### What is being asked
Nothing should be left out: repeat all the data exactly.

--

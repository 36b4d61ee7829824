//! Current idea card

use ratatui::{
    buffer::Buffer,
    layout::Rect,
    style::Style,
    text::{Line, Span},
    widgets::{Paragraph, Widget, Wrap},
};

use ideas_core::IdeaRecord;

use crate::theme::styles;

/// Placeholder when there is no current idea
pub const NO_IDEA_PLACEHOLDER: &str = "No idea available.";

/// Title and summary of the current idea
pub struct IdeaCard<'a> {
    idea: Option<&'a IdeaRecord>,
    focused: bool,
}

impl<'a> IdeaCard<'a> {
    pub fn new(idea: Option<&'a IdeaRecord>) -> Self {
        Self {
            idea,
            focused: false,
        }
    }

    pub fn focused(mut self, focused: bool) -> Self {
        self.focused = focused;
        self
    }
}

impl Widget for IdeaCard<'_> {
    fn render(self, area: Rect, buf: &mut Buffer) {
        let block = styles::glass_block(self.focused).title(Span::styled(
            " Idea ",
            if self.focused {
                styles::accent_bold()
            } else {
                styles::text_secondary()
            },
        ));

        let lines = match self.idea {
            Some(idea) => {
                let mut lines = vec![Line::from(Span::styled(
                    idea.title().to_string(),
                    styles::accent_bold(),
                ))];
                if !idea.summary.is_empty() {
                    lines.push(Line::raw(""));
                    lines.push(Line::from(Span::styled(
                        idea.summary.clone(),
                        styles::text_primary(),
                    )));
                }
                lines
            }
            None => vec![Line::from(Span::styled(
                NO_IDEA_PLACEHOLDER,
                styles::text_muted(),
            ))],
        };

        Paragraph::new(lines)
            .block(block)
            .style(Style::default())
            .wrap(Wrap { trim: true })
            .render(area, buf);
    }
}

#[cfg(test)]
mod tests {
    use super::*;
    use crate::test_utils::TestTerminal;
    use ideas_core::UNTITLED_IDEA;

    #[test]
    fn test_idea_card_shows_title_and_summary() {
        let mut term = TestTerminal::new();
        let idea = IdeaRecord::new("Recipe box", "Share family recipes.");

        term.render_widget(IdeaCard::new(Some(&idea)), term.area());

        assert!(term.buffer_contains("Recipe box"));
        assert!(term.buffer_contains("Share family recipes."));
    }

    #[test]
    fn test_idea_card_placeholder() {
        let mut term = TestTerminal::new();

        term.render_widget(IdeaCard::new(None), term.area());

        assert!(term.buffer_contains(NO_IDEA_PLACEHOLDER));
    }

    #[test]
    fn test_idea_card_untitled() {
        let mut term = TestTerminal::new();
        let idea = IdeaRecord::new("", "A summary without a title");

        term.render_widget(IdeaCard::new(Some(&idea)), term.area());

        assert!(term.buffer_contains(UNTITLED_IDEA));
    }
}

--

### Output
repository 36b4d61ee7829824
//! Current idea card

use ratatui::{
    buffer::Buffer,
    layout::Rect,
    style::Style,
    text::{Line, Span},
    widgets::{Paragraph, Widget, Wrap},
};

use ideas_core::IdeaRecord;

use crate::theme::styles;

/// Placeholder when there is no current idea
pub const NO_IDEA_PLACEHOLDER: &str = "No idea available.";

/// Title and summary of the current idea
pub struct IdeaCard<'a> {
    idea: Option<&'a IdeaRecord>,
    focused: bool,
}

impl<'a> IdeaCard<'a> {
    pub fn new(idea: Option<&'a IdeaRecord>) -> Self {
        Self {
            idea,
            focused: false,
        }
    }

    pub fn focused(mut self, focused: bool) -> Self {
        self.focused = focused;
        self
    }
}

impl Widget for IdeaCard<'_> {
    fn render(self, area: Rect, buf: &mut Buffer) {
        let block = styles::glass_block(self.focused).title(Span::styled(
            " Idea ",
            if self.focused {
                styles::accent_bold()
            } else {
                styles::text_secondary()
            },
        ));

        let lines = match self.idea {
            Some(idea) => {
                let mut lines = vec![Line::from(Span::styled(
                    idea.title().to_string(),
                    styles::accent_bold(),
                ))];
                if !idea.summary.is_empty() {
                    lines.push(Line::raw(""));
                    lines.push(Line::from(Span::styled(
                        idea.summary.clone(),
                        styles::text_primary(),
                    )));
                }
                lines
            }
            None => vec![Line::from(Span::styled(
                NO_IDEA_PLACEHOLDER,
                styles::text_muted(),
            ))],
        };

        Paragraph::new(lines)
            .block(block)
            .style(Style::default())
            .wrap(Wrap { trim: true })
            .render(area, buf);
    }
}

#[cfg(test)]
mod tests {
    use super::*;
    use crate::test_utils::TestTerminal;
    use ideas_core::UNTITLED_IDEA;

    #[test]
    fn test_idea_card_shows_title_and_summary() {
        let mut term = TestTerminal::new();
        let idea = IdeaRecord::new("Recipe box", "Share family recipes.");

        term.render_widget(IdeaCard::new(Some(&idea)), term.area());

        assert!(term.buffer_contains("Recipe box"));
        assert!(term.buffer_contains("Share family recipes."));
    }

    #[test]
    fn test_idea_card_placeholder() {
        let mut term = TestTerminal::new();

        term.render_widget(IdeaCard::new(None), term.area());

        assert!(term.buffer_contains(NO_IDEA_PLACEHOLDER));
    }

    #[test]
    fn test_idea_card_untitled() {
        let mut term = TestTerminal::new();
        let idea = IdeaRecord::new("", "A summary without a title");

        term.render_widget(IdeaCard::new(Some(&idea)), term.area());

        assert!(term.buffer_contains(UNTITLED_IDEA));
    }
}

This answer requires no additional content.